It is said that in life two things are certain: Death and taxes. While that axiom plays out for people, businesses can shield themselves from both. Tax avoidance practices of American corporations was the focus of Congressional hearings last week. I'm a marketer, not an accountant, so we will set aside the taxes issue and focus on brand "death." Brands can live in perpetuity, not inherently susceptible to aging or deterioration. However, brands can and do die. A list published by 24/7 Wall St
. predicts the demise of 10 brands in the coming year. The list is provocative but likely will prove not be very accurate. The veracity of the list is not the issue; thinking about the contributing factors to a brand's demise is worth the effort, however.
At Death's Door?
The current list by 24/7 Wall St. contains some surprises and some brands whose vulnerability is not news:
- Leap Wireless
- Martha Stewart Living magazine
- Mitsubishi Motors
- Road & Track magazine
There is a difference between a brand in difficulty and a brand in decline- JCPenney is experiencing difficulties as its "fair and square pricing" model failed to catch on and the company is reverting to a heavy promotion schedule to appeal to customers. In contrast, brands like Living Social and Nook are fighting for their lives as entrenched competitors make it difficult to maintain market share and successfully differentiate their brand. Of the 10 brands on this list, I see LivingSocial and Nook as the most vulnerable.
The Brand Deathwatch Checklist
The list of brands predicted to die in the next year is insightful because it forces us to ask what factors make a brand susceptible to becoming endangered. Here are three factors that stand out:
Don't Write Them Off Yet
- Business model is outdated - Martha Stewart Living and Road & Track find themselves on the list largely because the traditional magazine publishing industry has been turned on its head. Digital distribution and the availability of free information coupled with costs to produce a print product are serious blows.

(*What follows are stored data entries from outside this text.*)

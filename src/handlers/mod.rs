pub mod admin_orders;
pub mod carts;
pub mod checkout;
pub mod common;
pub mod customers;
pub mod flowers;
pub mod orders;
pub mod payment_webhooks;

use std::sync::Arc;

use sea_orm::DatabaseConnection;
use tracing::{debug, warn};

use crate::{
    auth::{AuthConfig, AuthService},
    config::AppConfig,
    payments::PaymentGateway,
    services::{
        carts::CartService, catalog::CatalogService, checkout::CheckoutService,
        customers::CustomerService, delivery_zones::DeliveryZones, orders::OrderService,
        payment_reconciliation::PaymentReconciliationService,
    },
};

// Re-export AppState so handler modules can import it as crate::handlers::AppState
pub use crate::AppState;

/// Services layer that encapsulates business logic used by HTTP handlers
#[derive(Clone)]
pub struct AppServices {
    pub catalog: Arc<CatalogService>,
    pub customers: Arc<CustomerService>,
    pub carts: Arc<CartService>,
    pub checkout: Arc<CheckoutService>,
    pub orders: Arc<OrderService>,
    pub reconciliation: Arc<PaymentReconciliationService>,
    pub zones: Arc<DeliveryZones>,
    pub auth: Arc<AuthService>,
}

impl AppServices {
    pub fn new(
        db: Arc<DatabaseConnection>,
        config: &AppConfig,
        gateway: Arc<dyn PaymentGateway>,
    ) -> Self {
        let zones = Arc::new(DeliveryZones::from(&config.delivery));
        if zones.is_empty() {
            warn!("No delivery pincodes configured; every delivery check will fail");
        } else {
            debug!(pincodes = zones.len(), "Delivery zones loaded");
        }

        Self {
            catalog: Arc::new(CatalogService::new(db.clone())),
            customers: Arc::new(CustomerService::new(db.clone(), zones.clone())),
            carts: Arc::new(CartService::new(db.clone())),
            checkout: Arc::new(CheckoutService::new(
                db.clone(),
                gateway.clone(),
                zones.clone(),
                config.payment.currency.clone(),
            )),
            orders: Arc::new(OrderService::new(db.clone(), gateway)),
            reconciliation: Arc::new(PaymentReconciliationService::new(db)),
            zones,
            auth: Arc::new(AuthService::new(AuthConfig::from(config))),
        }
    }
}
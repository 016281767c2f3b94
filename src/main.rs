use std::{net::SocketAddr, sync::Arc};

use anyhow::Context;
use axum::{routing::get, Router};
use http::HeaderValue;
use tokio::signal;
use tower_http::{
    compression::CompressionLayer,
    cors::{Any, CorsLayer},
};
use tracing::{error, info, warn};

use bloomhaven_api as api;

#[tokio::main]
async fn main() -> anyhow::Result<()> {
    let cfg = api::config::load_config().context("failed to load configuration")?;
    api::config::init_tracing(cfg.log_level(), cfg.log_json);

    // Init DB
    let db_pool = api::db::establish_connection_from_app_config(&cfg)
        .await
        .context("failed to connect to the database")?;
    if cfg.auto_migrate {
        api::db::run_migrations(&db_pool).await.map_err(|e| {
            error!("Failed running migrations: {}", e);
            e
        })?;
    }
    let db_arc = Arc::new(db_pool);

    // Payment gateway
    if cfg.payment.key_id.is_empty() || cfg.payment.key_secret.is_empty() {
        warn!("Payment gateway credentials are not configured; online checkout will fail");
    }
    if cfg.payment.webhook_secret.is_none() {
        warn!("Payment webhook secret not set; webhook signatures will not be verified");
    }
    let gateway: Arc<dyn api::payments::PaymentGateway> = Arc::new(
        api::payments::razorpay::RazorpayGateway::new(cfg.payment.clone())
            .context("failed to build payment gateway client")?,
    );

    // Notification outbox worker
    let mailer: Arc<dyn api::notifications::Mailer> = Arc::new(api::notifications::LogMailer);
    let worker = api::notifications::outbox::NotificationWorker::new(
        db_arc.clone(),
        mailer,
        cfg.notifications.clone(),
    );
    let worker_handle = worker.spawn();

    let app_state = api::AppState::new(db_arc.clone(), cfg.clone(), gateway);

    // Build CORS layer from config
    let configured_origins: Vec<HeaderValue> = cfg
        .cors_origins()
        .iter()
        .filter_map(|origin| HeaderValue::from_str(origin).ok())
        .collect();

    let cors_layer = if !configured_origins.is_empty() {
        CorsLayer::new()
            .allow_origin(configured_origins)
            .allow_methods(Any)
            .allow_headers(Any)
    } else if cfg.is_development() {
        info!("Using permissive CORS because explicit origins were not configured");
        CorsLayer::permissive()
    } else {
        error!("Missing CORS configuration; set APP__CORS_ALLOWED_ORIGINS");
        anyhow::bail!("Missing CORS configuration: set APP__CORS_ALLOWED_ORIGINS");
    };

    let app = Router::new()
        .route("/", get(|| async { "bloomhaven-api up" }))
        .merge(api::build_router(app_state))
        .layer(CompressionLayer::new())
        .layer(cors_layer);

    // Bind and serve
    let addr: SocketAddr = format!("{}:{}", cfg.host, cfg.port)
        .parse()
        .with_context(|| format!("invalid listen address {}:{}", cfg.host, cfg.port))?;
    info!("bloomhaven-api listening on http://{}", addr);
    let listener = tokio::net::TcpListener::bind(addr).await?;

    axum::serve(listener, app.into_make_service())
        .with_graceful_shutdown(shutdown_signal())
        .await?;

    worker_handle.abort();
    info!("Server stopped");
    Ok(())
}

async fn shutdown_signal() {
    let ctrl_c = async {
        if let Err(e) = signal::ctrl_c().await {
            error!("failed to install Ctrl+C handler: {}", e);
            std::future::pending::<()>().await;
        }
    };

    #[cfg(unix)]
    let terminate = async {
        use tokio::signal::unix::{signal, SignalKind};

        match signal(SignalKind::terminate()) {
            Ok(mut sigterm) => {
                sigterm.recv().await;
            }
            Err(e) => {
                error!("failed to install signal handler: {}", e);
                std::future::pending::<()>().await;
            }
        }
    };

    #[cfg(not(unix))]
    let terminate = std::future::pending::<()>();

    tokio::select! {
        _ = ctrl_c => {},
        _ = terminate => {},
    }
}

- Competition is formidable - Brands can become endangered when competition is fierce in terms of power or number. Nook and its parent Barnes & Noble are reeling under the weight of Amazon and Apple. The market leverage and profitability that these companies have enjoyed make it difficult for a firm with less resources to do battle. LivingSocial is threatened by the sheer number of competitors- major brands like Groupon all the way down to a sea of local market deal sites.
- Lack of differentiation - This factor can make any brand vulnerable to competition and becoming irrelevant in customers' minds. Without a clear point of difference that is valued by consumers, brands are living on borrowed time. At best, they become commodities.
The 24/7 Wall St. list is interesting and provocative, but it is not necessarily a harbinger of what is in store for these brands. The 2012 list of 10 dying brands correctly predicted the demise of three: MetroPCS, Current TV, and Suzuki. A fourth brand, Research in Motion, retired its name in favor of its product brand, Blackberry. The other six brands still are kicking. Brands have been known to come back from the brink of extinction, and some of the brands on the list could gain new energy. Their fate depends on how the three factors on the "brand deathwatch checklist" play out.